In case there were still any doubts, the chief executive of Marsh & McLennan
reiterated his stance on Putnam Investments
on Tuesday, saying Marsh has no plans to offload its investment management arm.
"We’re keeping Putnam," Michael Cherkasky
told analysts in a conference call reported on by
. "I want to make sure that I do say it clearly."
Cherkasky made the declaration after announcing New York-based Marsh’s fourth quarter and year-end results. He made similar statements on Putnam, which has bled assets since it was implicated in a fund trading scandal in the fall of 2003, in January and November.
In the fourth quarter of 2005, Putnam registered a 12-percent slide in revenues to $360 million. Assets under management totaled $188 billion, down from $211 billion in the same period in 2004.

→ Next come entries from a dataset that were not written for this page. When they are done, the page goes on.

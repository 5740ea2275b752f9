//! Lightweight HTTP transport

use super::{HeaderProfile, RawResponse};
use async_trait::async_trait;
use reqwest::{header::CONTENT_TYPE, redirect::Policy, Client};
use std::time::Duration;
use thiserror::Error;

/// Maximum redirect hops followed by the HTTP client
const MAX_REDIRECTS: usize = 10;

/// Errors from a single lightweight request
#[derive(Debug, Error)]
pub enum TransportError {
    #[error("request timed out")]
    Timeout,

    #[error("connection failed: {0}")]
    Connect(String),

    #[error("request failed: {0}")]
    Request(String),
}

impl From<reqwest::Error> for TransportError {
    fn from(error: reqwest::Error) -> Self {
        if error.is_timeout() {
            Self::Timeout
        } else if error.is_connect() {
            Self::Connect(error.to_string())
        } else {
            Self::Request(error.to_string())
        }
    }
}

/// Sends one GET request and returns the raw response
///
/// Implementations must not retry; retries belong to the fetch chain.
#[async_trait]
pub trait Transport: Send + Sync {
    async fn send(
        &self,
        url: &str,
        headers: &HeaderProfile,
        timeout: Duration,
    ) -> Result<RawResponse, TransportError>;
}

/// Builds the shared HTTP client
///
/// The client carries no default user agent: every request sets its own
/// from the header profile.
///
/// # Returns
///
/// * `Ok(Client)` - Successfully built HTTP client
/// * `Err(reqwest::Error)` - Failed to build client
pub fn build_http_client() -> Result<Client, reqwest::Error> {
    Client::builder()
        .connect_timeout(Duration::from_secs(10))
        .redirect(Policy::limited(MAX_REDIRECTS))
        .gzip(true)
        .brotli(true)
        .build()
}

/// `Transport` backed by reqwest
#[derive(Debug, Clone)]
pub struct HttpTransport {
    client: Client,
}

impl HttpTransport {
    pub fn new() -> Result<Self, reqwest::Error> {
        Ok(Self {
            client: build_http_client()?,
        })
    }

    pub fn with_client(client: Client) -> Self {
        Self { client }
    }
}

#[async_trait]
impl Transport for HttpTransport {
    async fn send(
        &self,
        url: &str,
        headers: &HeaderProfile,
        timeout: Duration,
    ) -> Result<RawResponse, TransportError> {
        let mut request = self.client.get(url).timeout(timeout);
        for (name, value) in headers.to_pairs() {
            request = request.header(name, value);
        }

        let response = request.send().await?;
        let status = response.status().as_u16();
        let content_type = response
            .headers()
            .get(CONTENT_TYPE)
            .and_then(|value| value.to_str().ok())
            .map(str::to_string);
        let body = response.text().await?;

        tracing::debug!(url, status, bytes = body.len(), "Received response");

        Ok(RawResponse {
            status,
            content_type,
            body,
        })
    }
}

Marsh posted a net income of $35 million, compared to a loss of $680 million a year ago.
Boston-based Putnam, which has lost about 28 percent in assets since the scandal, has found itself the subject of sale rumors. In December, Cherkasky hinted at the possibility of shedding businesses that aren’t growing, triggering a fresh round of speculation that Putnam is on the auction block.
On Tuesday, Cherkasky told analysts that Putnam "is a great brand-name company that has been wounded," adding: "We haven’t seen a compelling reason why we should change the ownership."
In a statement, Cherkasky said the fund firm "continues to reduce its net outflows as it slowly but steadily completes its turnaround."